M. Grosclaude y dit (Compte rendu, 2e volume, 2e partie, page 87) :


« … Dans beaucoup de villages dont la population ne dépasse pas 300 habitants, il ne peut, aux termes de la loi, être ouvert qu’un seul débit. Or, dans ces petits centres, il y a généralement deux çofs, et la situation actuelle est une source continuelle de disputes. Au conseil général d’Oran, nous avions adopté un vœu tendant à ce que, par exception, dans ces petits villages, deux débits puissent être ouverts. Je vous prie de vous associer à ce vœu qui me paraît très légitime. »


Et M. Tedeschi :


« Il faudra encore que l’administration ait le soin de choisir un débitant dans chaque çof. »


La mairie, l’élection cantonale, l’élection départementale, l’élection législative, l’élection sénatoriale ne peuvent nourrir tous les électeurs d’Algérie ; c’est pour cela qu’il y a deux çofs. Le çof qui possède le pouvoir nourricier et celui qui le convoite. Mais manger et vouloir manger donne à tous également soif, et c’est pour cela que, s’il n’y a qu’une seule mairie où mangent alternativement les çofs, il faut deux cabarets où les deux çofs puissent boire simultanément.

Dans ce délicieux pays qui fait tant de vin, où les distilleries « personnelles » ne peuvent se compter, on a importé suivant la statistique officielle pour l’année 1902 :

22.453 hectolitres de vins divers ;
3.021.400 hectolitres de bière ;
67.228 hectolitres d’alcool pur.

L’Algérie a bu pour 6.376.000 francs de liquide importé… sans compter ce qu’elle produit, et ce dont personne ne peut donner l’évaluation.

Il y aurait bien, dans la statistique, à comparer les vins récoltés et ceux exportés : mais les totaux seraient : récolte 4.353.827 hectolitres et, pour l’exportation, 4.444.827 hectolitres. Et alors c’est difficile à concilier, car il faudrait admettre que l’Algérie importe des vins pour les réexporter… Plus tard, quand les statistiques seront bien faites, on pourra dire exactement ce que boit l’Algérien. Pour le moment nous savons seulement qu’il boit… beaucoup. Et que l’alcoolisme, lequel ne nous épargne pas en France, ne l’épargne pas davantage, plus dangereux, plus pernicieux encore là-bas qu’ici. Et que cet alcoolisme explique l’agitation, les violences, les incohérences, les versatilités d’humeur chez les uns, les idées fixes chez les autres, et dans la masse cette extraordinaire faculté d’oubli qui fait que les crimes de la veille sont de bonne foi niés le lendemain parce que personne ne s’en souvient plus. En 1900, M. Max Régis avait toute la population d’Alger pour complice. En 1904, personne ne se souvenait de l’avoir connu.

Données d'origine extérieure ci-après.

use std::net::SocketAddr;
use std::sync::Arc;

use http::Method;
use index_gate::core_types::index_set;
use index_gate::policy::parse_settings_str;
use index_gate::request::{
    ActionRequest, BulkRequest, ClusterRequest, InMemoryResponseHeaders, IndicesRequest,
    JsonRequest, RestRequest, SingleIndexRequest, StaticCatalog, UnknownCompositeRequest,
    USER_HEADER,
};
use index_gate::{Decision, Gate, GateOutcome, RequestContext, REQUEST_ID_HEADER};
use serde_json::json;

const SETTINGS: &str = r#"
response_if_req_forbidden: "Forbidden by index gate"
access_control_rules:
  - name: no-deletes
    type: forbid
    methods: [DELETE]
  - name: local-admin
    type: allow
    hosts: ["127.0.0.1"]
  - name: analysts-read-logs
    type: allow
    actions: ["indices:data/read/*"]
    users: ["analyst-*"]
    indices: ["logstash-*"]
  - name: writers
    type: allow
    hosts: ["10.0.0.0/8"]
    actions: ["indices:data/write/*"]
    indices: ["logstash-*"]
"#;

fn gate() -> Gate {
    let settings = parse_settings_str(SETTINGS).unwrap();
    let catalog = Arc::new(StaticCatalog::new(
        ["logstash-1", "logstash-2", "secrets"],
        ["logs"],
    ));
    Gate::from_settings(&settings, catalog).unwrap()
}

struct Probe {
    cx: RequestContext,
    headers: Arc<InMemoryResponseHeaders>,
}

fn probe(gate: &Gate, rest: RestRequest, action: &str, request: ActionRequest) -> Probe {
    let headers = Arc::new(InMemoryResponseHeaders::new());
    let cx = gate.context(rest, action, request, headers.clone());
    Probe { cx, headers }
}

fn from(address: &str, method: Method, uri: &str) -> RestRequest {
    let address: SocketAddr = address.parse().unwrap();
    RestRequest::new(method, uri, address)
}

fn search(indices: &[&str]) -> ActionRequest {
    ActionRequest::Indices(IndicesRequest::new(indices.iter().copied()))
}

#[test]
fn first_matching_block_decides() {
    let gate = gate();
    let mut p = probe(
        &gate,
        from("127.0.0.1:5000", Method::DELETE, "/secrets"),
        "indices:admin/delete",
        search(&["secrets"]),
    );
    let outcome = gate.check(&mut p.cx).unwrap();
    assert_eq!(
        outcome,
        GateOutcome::Forbidden {
            message: "Forbidden by index gate".into(),
            decision: Some(Decision::Forbid {
                block: "no-deletes".into()
            }),
        }
    );
    assert_eq!(p.cx.history().len(), 1);
}

#[test]
fn later_blocks_run_after_a_miss() {
    let gate = gate();
    let mut p = probe(
        &gate,
        from("127.0.0.1:5000", Method::GET, "/_cluster/health"),
        "cluster:monitor/health",
        ActionRequest::Cluster(ClusterRequest {
            type_name: "ClusterHealthRequest".into(),
        }),
    );
    let outcome = gate.check(&mut p.cx).unwrap();
    assert!(outcome.is_allowed());

    let history = p.cx.history();
    assert_eq!(history.len(), 2);
    assert_eq!(history[0].name, "no-deletes");
    assert!(!history[0].results[0].matched);
    assert_eq!(history[1].name, "local-admin");
    assert!(history[1].results[0].matched);
}

#[test]
fn unmatched_requests_are_denied_by_default() {
    let gate = gate();
    let mut p = probe(
        &gate,
        from("192.168.1.20:5000", Method::GET, "/logstash-1/_search"),
        "indices:data/read/search",
        search(&["logstash-1"]),
    );
    match gate.check(&mut p.cx).unwrap() {
        GateOutcome::Forbidden { message, decision } => {
            assert_eq!(message, "Forbidden by index gate");
            assert_eq!(decision, Some(Decision::DefaultDeny));
        }
        other => panic!("unexpected outcome {other:?}"),
    }
    assert_eq!(p.cx.history().len(), 4);
    assert!(p.headers.snapshot().is_empty());
}

#[test]
fn read_requests_are_narrowed_to_permitted_indices() {
    let gate = gate();
    let rest = from("192.168.1.20:5000", Method::GET, "/_search").with_identity("analyst-bob");
    let mut p = probe(
        &gate,
        rest,
        "indices:data/read/search",
        search(&["logstash-1", "secrets"]),
    );
    let outcome = gate.check(&mut p.cx).unwrap();
    assert_eq!(
        outcome,
        GateOutcome::Allowed {
            decision: Some(Decision::Allow {
                block: "analysts-read-logs".into()
            })
        }
    );
    assert_eq!(p.cx.current_indices().unwrap(), index_set(["logstash-1"]));
    assert_eq!(*p.cx.original_indices().unwrap(), index_set(["logstash-1", "secrets"]));
    assert_eq!(p.headers.get(USER_HEADER).as_deref(), Some("analyst-bob"));
}

#[test]
fn wildcard_reads_expand_against_the_catalog() {
    let gate = gate();
    let rest = from("192.168.1.20:5000", Method::GET, "/*/_search").with_identity("analyst-eve");
    let mut p = probe(&gate, rest, "indices:data/read/search", search(&["*"]));
    assert!(gate.check(&mut p.cx).unwrap().is_allowed());
    assert_eq!(
        p.cx.current_indices().unwrap(),
        index_set(["logstash-1", "logstash-2"])
    );
}

#[test]
fn unknown_users_do_not_match() {
    let gate = gate();
    let rest = from("192.168.1.20:5000", Method::GET, "/_search").with_identity("intern");
    let mut p = probe(&gate, rest, "indices:data/read/search", search(&["logstash-1"]));
    assert!(!gate.check(&mut p.cx).unwrap().is_allowed());
    assert_eq!(p.cx.logged_in_user(), None);
}

#[test]
fn writes_are_never_narrowed() {
    let gate = gate();
    let mut allowed = probe(
        &gate,
        from("10.1.2.3:5000", Method::PUT, "/logstash-1/_doc/1"),
        "indices:data/write/index",
        ActionRequest::SingleIndex(SingleIndexRequest::new("logstash-1")),
    );
    assert!(gate.check(&mut allowed.cx).unwrap().is_allowed());

    let mut denied = probe(
        &gate,
        from("10.1.2.3:5000", Method::PUT, "/secrets/_doc/1"),
        "indices:data/write/index",
        ActionRequest::SingleIndex(SingleIndexRequest::new("secrets")),
    );
    assert!(!gate.check(&mut denied.cx).unwrap().is_allowed());
    assert_eq!(denied.cx.current_indices().unwrap(), index_set(["secrets"]));
}

#[test]
fn disabled_gate_allows_everything() {
    let mut settings = parse_settings_str(SETTINGS).unwrap();
    settings.enable = false;
    let gate = Gate::from_settings(&settings, Arc::new(StaticCatalog::default())).unwrap();
    let mut p = probe(
        &gate,
        from("192.168.1.20:5000", Method::DELETE, "/secrets"),
        "indices:admin/delete",
        search(&["secrets"]),
    );
    assert_eq!(
        gate.check(&mut p.cx).unwrap(),
        GateOutcome::Allowed { decision: None }
    );
    assert!(p.cx.history().is_empty());
}

#[test]
fn forwarded_request_ids_only_correlate() {
    let gate = gate();
    let forwarded = || {
        from("127.0.0.1:5000", Method::GET, "/").with_header(REQUEST_ID_HEADER, "abc-123")
    };
    let first = probe(&gate, forwarded(), "cluster:monitor/main", search(&["a"]));
    let second = probe(&gate, forwarded(), "cluster:monitor/main", search(&["a"]));
    assert_ne!(first.cx.id(), second.cx.id());
    assert_eq!(first.cx.id().as_str().len(), 32);
    assert_eq!(
        first.cx.correlation_id().map(|c| c.as_str()),
        Some("abc-123")
    );

    let malformed =
        from("127.0.0.1:5000", Method::GET, "/").with_header("x-request-id", "not valid!");
    let mut p = probe(&gate, malformed, "cluster:monitor/main", search(&["a"]));
    assert_eq!(p.cx.correlation_id(), None);
    assert!(gate.check(&mut p.cx).unwrap().is_allowed());
}

#[test]
fn bulk_writes_cannot_hide_forbidden_items() {
    let gate = gate();
    let bulk = |second: ActionRequest| {
        ActionRequest::Bulk(BulkRequest {
            requests: vec![
                ActionRequest::SingleIndex(SingleIndexRequest::new("logstash-1")),
                second,
            ],
        })
    };

    let scalar_index = ActionRequest::Reflective(Box::new(JsonRequest::from_value(
        "DeleteRequest",
        true,
        json!({"index": "secrets"}),
    )));
    let mut p = probe(
        &gate,
        from("10.1.2.3:5000", Method::POST, "/_bulk"),
        "indices:data/write/bulk",
        bulk(scalar_index),
    );
    assert_eq!(
        *p.cx.indices().unwrap(),
        index_set(["logstash-1", "secrets"])
    );
    assert_eq!(
        gate.check(&mut p.cx).unwrap(),
        GateOutcome::Forbidden {
            message: "Forbidden by index gate".into(),
            decision: Some(Decision::DefaultDeny),
        }
    );

    let unknown = ActionRequest::UnknownComposite(UnknownCompositeRequest {
        type_name: "MultiPercolateRequest".into(),
    });
    let mut p = probe(
        &gate,
        from("10.1.2.3:5000", Method::POST, "/_bulk"),
        "indices:data/write/bulk",
        bulk(unknown),
    );
    assert!(!gate.check(&mut p.cx).unwrap().is_allowed());

    let permitted = ActionRequest::SingleIndex(SingleIndexRequest::new("logstash-2"));
    let mut p = probe(
        &gate,
        from("10.1.2.3:5000", Method::POST, "/_bulk"),
        "indices:data/write/bulk",
        bulk(permitted),
    );
    assert!(gate.check(&mut p.cx).unwrap().is_allowed());
}
//! Rules a block is made of.

use index_gate_acl::{MatcherWithWildcards, Predicate};
use index_gate_core_types::IndexSet;
use index_gate_request_context::RequestContext;
use tracing::debug;

use crate::errors::GateError;

const ALL_INDICES: &str = "_all";

/// One condition inside a [`Block`](super::Block).
///
/// `check` may queue side effects on the context; they only land if the
/// enclosing block allows the request.
pub trait BlockRule: Send + Sync {
    fn name(&self) -> &str;
    fn check(&self, cx: &mut RequestContext) -> Result<bool, GateError>;
}

/// Transport-level predicate shared with the flat ACL.
pub struct PredicateRule {
    predicate: Predicate,
}

impl PredicateRule {
    pub fn new(predicate: Predicate) -> Self {
        Self { predicate }
    }
}

impl BlockRule for PredicateRule {
    fn name(&self) -> &str {
        self.predicate.kind()
    }

    fn check(&self, cx: &mut RequestContext) -> Result<bool, GateError> {
        Ok(self.predicate.holds(&*cx))
    }
}

pub struct ActionsRule {
    matcher: MatcherWithWildcards,
}

impl ActionsRule {
    pub fn new(patterns: &[String]) -> Self {
        Self {
            matcher: MatcherWithWildcards::new(patterns),
        }
    }
}

impl BlockRule for ActionsRule {
    fn name(&self) -> &str {
        "actions"
    }

    fn check(&self, cx: &mut RequestContext) -> Result<bool, GateError> {
        Ok(self.matcher.matches(cx.action()))
    }
}

/// Matches the identity the host resolved and records it as the logged-in user.
pub struct UsersRule {
    matcher: MatcherWithWildcards,
}

impl UsersRule {
    pub fn new(patterns: &[String]) -> Self {
        Self {
            matcher: MatcherWithWildcards::new(patterns),
        }
    }
}

impl BlockRule for UsersRule {
    fn name(&self) -> &str {
        "users"
    }

    fn check(&self, cx: &mut RequestContext) -> Result<bool, GateError> {
        let Some(user) = cx.resolved_identity().map(str::to_string) else {
            return Ok(false);
        };
        if !self.matcher.matches(&user) {
            return Ok(false);
        }
        cx.set_logged_in_user(user);
        Ok(true)
    }
}

/// Restricts the indices a request may address.
///
/// Requests whose indices all match pass untouched. Read requests asking for
/// wildcards or for a mix of permitted and forbidden indices are narrowed to
/// the permitted part; writes never are.
pub struct IndicesRule {
    matcher: MatcherWithWildcards,
}

impl IndicesRule {
    pub fn new(patterns: &[String]) -> Self {
        Self {
            matcher: MatcherWithWildcards::new(patterns),
        }
    }
}

impl BlockRule for IndicesRule {
    fn name(&self) -> &str {
        "indices"
    }

    fn check(&self, cx: &mut RequestContext) -> Result<bool, GateError> {
        if !cx.involves_indices() {
            return Ok(true);
        }

        let requested = cx.indices()?;
        let wants_everything = requested.is_empty()
            || requested
                .iter()
                .any(|i| i.contains('*') || i == ALL_INDICES);

        if wants_everything {
            if !cx.is_read_request() {
                return Ok(false);
            }
            let expanded = if requested.is_empty() || requested.contains(ALL_INDICES) {
                cx.available_indices_and_aliases()
            } else {
                cx.expanded_indices()?
            };
            return self.narrow(cx, self.matcher.filter(&expanded));
        }

        if requested.iter().all(|i| self.matcher.matches(i)) {
            return Ok(true);
        }
        if !cx.is_read_request() {
            return Ok(false);
        }
        let permitted = self.matcher.filter(requested.iter());
        self.narrow(cx, permitted)
    }
}

impl IndicesRule {
    fn narrow(&self, cx: &mut RequestContext, permitted: IndexSet) -> Result<bool, GateError> {
        if permitted.is_empty() {
            return Ok(false);
        }
        debug!(id = %cx.id(), "narrowing indices to {:?}", permitted);
        cx.set_indices(permitted)?;
        Ok(true)
    }
}
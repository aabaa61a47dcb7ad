//! Request shapes the gate understands.
//!
//! Index-bearing requests come in a closed family of typed shapes. Anything
//! else is carried as [`ActionRequest::Reflective`], reached only through the
//! field-level [`ReflectiveRequest`] contract.

use std::fmt;
use std::net::SocketAddr;

use http::Method;
use serde_json::{Map, Value};
use thiserror::Error;

/// Transport-level view of an inbound request.
#[derive(Clone, Debug)]
pub struct RestRequest {
    pub method: Method,
    pub uri: String,
    pub headers: Vec<(String, String)>,
    pub body: Vec<u8>,
    pub remote_address: SocketAddr,
    /// Identity resolved by the host before the gate runs.
    pub identity: Option<String>,
}

impl RestRequest {
    pub fn new(method: Method, uri: impl Into<String>, remote_address: SocketAddr) -> Self {
        Self {
            method,
            uri: uri.into(),
            headers: Vec::new(),
            body: Vec::new(),
            remote_address,
            identity: None,
        }
    }

    pub fn with_header(mut self, name: impl Into<String>, value: impl Into<String>) -> Self {
        self.headers.push((name.into(), value.into()));
        self
    }

    pub fn with_body(mut self, body: impl Into<Vec<u8>>) -> Self {
        self.body = body.into();
        self
    }

    pub fn with_identity(mut self, identity: impl Into<String>) -> Self {
        self.identity = Some(identity.into());
        self
    }

    /// The URI without its query string.
    pub fn path(&self) -> &str {
        self.uri.split('?').next().unwrap_or_default()
    }
}

/// Request addressing its indices through an array field.
#[derive(Clone, Debug, Default, PartialEq, Eq)]
pub struct IndicesRequest {
    pub indices: Vec<String>,
}

impl IndicesRequest {
    pub fn new<I, S>(indices: I) -> Self
    where
        I: IntoIterator<Item = S>,
        S: Into<String>,
    {
        Self {
            indices: indices.into_iter().map(Into::into).collect(),
        }
    }
}

/// Request addressing exactly one index through a scalar field (writes, gets).
#[derive(Clone, Debug, Default, PartialEq, Eq)]
pub struct SingleIndexRequest {
    pub index: String,
}

impl SingleIndexRequest {
    pub fn new(index: impl Into<String>) -> Self {
        Self {
            index: index.into(),
        }
    }
}

#[derive(Clone, Debug, Default, PartialEq, Eq)]
pub struct MultiGetItem {
    pub indices: Vec<String>,
    pub id: String,
}

#[derive(Clone, Debug, Default, PartialEq, Eq)]
pub struct MultiGetRequest {
    pub items: Vec<MultiGetItem>,
}

#[derive(Clone, Debug, Default, PartialEq, Eq)]
pub struct MultiSearchRequest {
    pub requests: Vec<IndicesRequest>,
}

#[derive(Clone, Debug, Default, PartialEq, Eq)]
pub struct MultiTermVectorsRequest {
    pub requests: Vec<SingleIndexRequest>,
}

#[derive(Debug, Default)]
pub struct BulkRequest {
    pub requests: Vec<ActionRequest>,
}

#[derive(Clone, Copy, Debug, PartialEq, Eq)]
pub enum AliasActionType {
    Add,
    Remove,
    RemoveIndex,
}

#[derive(Clone, Debug, PartialEq, Eq)]
pub struct AliasActions {
    pub action_type: AliasActionType,
    pub indices: Vec<String>,
    pub aliases: Vec<String>,
}

#[derive(Clone, Debug, Default, PartialEq, Eq)]
pub struct IndicesAliasesRequest {
    pub actions: Vec<AliasActions>,
}

/// Composite request of a kind the gate has no extraction strategy for.
#[derive(Clone, Debug, PartialEq, Eq)]
pub struct UnknownCompositeRequest {
    pub type_name: String,
}

/// Request that addresses no index (cluster health, node info, ...).
#[derive(Clone, Debug, PartialEq, Eq)]
pub struct ClusterRequest {
    pub type_name: String,
}

/// Value read from, or written to, a field of a [`ReflectiveRequest`].
#[derive(Clone, Debug, PartialEq, Eq)]
pub enum FieldValue {
    Null,
    Str(String),
    StrArray(Vec<String>),
    /// Any other field type, described by name.
    Other(String),
}

impl FieldValue {
    fn describe(&self) -> String {
        match self {
            FieldValue::Null => "null".into(),
            FieldValue::Str(_) => "string".into(),
            FieldValue::StrArray(_) => "string array".into(),
            FieldValue::Other(kind) => kind.clone(),
        }
    }
}

#[derive(Clone, Debug, Error, PartialEq, Eq)]
pub enum FieldError {
    #[error("no field '{0}'")]
    NoSuchField(String),
    #[error("field '{field}' holds {found}, expected {expected}")]
    TypeMismatch {
        field: String,
        expected: String,
        found: String,
    },
    #[error("access to field '{field}' denied: {reason}")]
    Denied { field: String, reason: String },
}

/// Field-level access to a request shape not known at compile time.
///
/// Implementations return [`FieldError::Denied`] when the host forbids
/// structural access; the gate treats that as fatal.
pub trait ReflectiveRequest: fmt::Debug + Send + Sync {
    fn type_name(&self) -> &str;
    fn involves_indices(&self) -> bool;
    fn get_field(&self, name: &str) -> Result<FieldValue, FieldError>;
    fn set_field(&mut self, name: &str, value: FieldValue) -> Result<(), FieldError>;
}

/// [`ReflectiveRequest`] over a JSON object, as produced by generic deserialisers.
#[derive(Clone, Debug, PartialEq)]
pub struct JsonRequest {
    type_name: String,
    involves_indices: bool,
    fields: Map<String, Value>,
}

impl JsonRequest {
    pub fn new(type_name: impl Into<String>, involves_indices: bool, fields: Map<String, Value>) -> Self {
        Self {
            type_name: type_name.into(),
            involves_indices,
            fields,
        }
    }

    /// Builds from a JSON value; non-object values carry no fields.
    pub fn from_value(type_name: impl Into<String>, involves_indices: bool, value: Value) -> Self {
        let fields = match value {
            Value::Object(map) => map,
            _ => Map::new(),
        };
        Self::new(type_name, involves_indices, fields)
    }

    pub fn fields(&self) -> &Map<String, Value> {
        &self.fields
    }
}

fn to_field_value(value: &Value) -> FieldValue {
    match value {
        Value::Null => FieldValue::Null,
        Value::String(s) => FieldValue::Str(s.clone()),
        Value::Array(items) => {
            let strings: Option<Vec<String>> = items
                .iter()
                .map(|v| v.as_str().map(str::to_string))
                .collect();
            match strings {
                Some(strings) => FieldValue::StrArray(strings),
                None => FieldValue::Other("mixed array".into()),
            }
        }
        Value::Bool(_) => FieldValue::Other("bool".into()),
        Value::Number(_) => FieldValue::Other("number".into()),
        Value::Object(_) => FieldValue::Other("object".into()),
    }
}

impl ReflectiveRequest for JsonRequest {
    fn type_name(&self) -> &str {
        &self.type_name
    }

    fn involves_indices(&self) -> bool {
        self.involves_indices
    }

    fn get_field(&self, name: &str) -> Result<FieldValue, FieldError> {
        self.fields
            .get(name)
            .map(to_field_value)
            .ok_or_else(|| FieldError::NoSuchField(name.to_string()))
    }

    fn set_field(&mut self, name: &str, value: FieldValue) -> Result<(), FieldError> {
        let slot = self
            .fields
            .get_mut(name)
            .ok_or_else(|| FieldError::NoSuchField(name.to_string()))?;
        let current = to_field_value(slot);
        let compatible = matches!(
            (&current, &value),
            (FieldValue::StrArray(_) | FieldValue::Null, FieldValue::StrArray(_))
                | (FieldValue::Str(_) | FieldValue::Null, FieldValue::Str(_))
        );
        if !compatible {
            return Err(FieldError::TypeMismatch {
                field: name.to_string(),
                expected: value.describe(),
                found: current.describe(),
            });
        }
        *slot = match value {
            FieldValue::Str(s) => Value::String(s),
            FieldValue::StrArray(items) => Value::Array(items.into_iter().map(Value::String).collect()),
            FieldValue::Null | FieldValue::Other(_) => Value::Null,
        };
        Ok(())
    }
}

/// Action-level request wrapped by a context.
#[derive(Debug)]
pub enum ActionRequest {
    Indices(IndicesRequest),
    SingleIndex(SingleIndexRequest),
    MultiGet(MultiGetRequest),
    MultiSearch(MultiSearchRequest),
    MultiTermVectors(MultiTermVectorsRequest),
    Bulk(BulkRequest),
    IndicesAliases(IndicesAliasesRequest),
    UnknownComposite(UnknownCompositeRequest),
    Cluster(ClusterRequest),
    Reflective(Box<dyn ReflectiveRequest>),
}

impl ActionRequest {
    pub fn type_name(&self) -> &str {
        match self {
            ActionRequest::Indices(_) => "IndicesRequest",
            ActionRequest::SingleIndex(_) => "SingleIndexRequest",
            ActionRequest::MultiGet(_) => "MultiGetRequest",
            ActionRequest::MultiSearch(_) => "MultiSearchRequest",
            ActionRequest::MultiTermVectors(_) => "MultiTermVectorsRequest",
            ActionRequest::Bulk(_) => "BulkRequest",
            ActionRequest::IndicesAliases(_) => "IndicesAliasesRequest",
            ActionRequest::UnknownComposite(r) => &r.type_name,
            ActionRequest::Cluster(r) => &r.type_name,
            ActionRequest::Reflective(r) => r.type_name(),
        }
    }

    /// Whether the request targets indices at all.
    pub fn involves_indices(&self) -> bool {
        match self {
            ActionRequest::Cluster(_) => false,
            ActionRequest::Reflective(r) => r.involves_indices(),
            _ => true,
        }
    }

    /// Whether the request bundles independent sub-requests.
    pub fn is_composite(&self) -> bool {
        matches!(
            self,
            ActionRequest::MultiGet(_)
                | ActionRequest::MultiSearch(_)
                | ActionRequest::MultiTermVectors(_)
                | ActionRequest::Bulk(_)
                | ActionRequest::UnknownComposite(_)
        )
    }
}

L’Algérie « consomme » 789.131 kilogr. de « gobeletterie verre et cristal » et 3.187.002 bouteilles. Voilà pour le contenant. Imaginez ce qu’il y passe de contenu !

Et cela motive une importation de 1.747 kilogr. d’iodures et d’iodoforme… On sait que la population indigène n’est pas encore faite aux médicaments européens… qu’elle ne consomme pour ainsi dire que ceux dont on lui fait cadeau ?… alors… oui !… Une importation de 65.630 kilogr. de bicarbonate de soude. L’Arabe n’en consomme pas. Le « pataouette » non plus. Réduisez. Puis essayez de vous représenter la collection de gastrites qu’il y a derrière ce chiffre de douaniers… et que, s’ils mangent tous, beaucoup ne digèrent pas… La race s’acclimate.

Quant aux bromures, si vous voulez un chiffre de comparaison, voici celui des éponges importées : 1.498 kilogr. d’éponges (y compris celles d’industrie) pour 1.747 kilogr. de bromures.

Et encore réfléchissez. Cela n’est pas des phrases, n’est pas des impressions de touriste.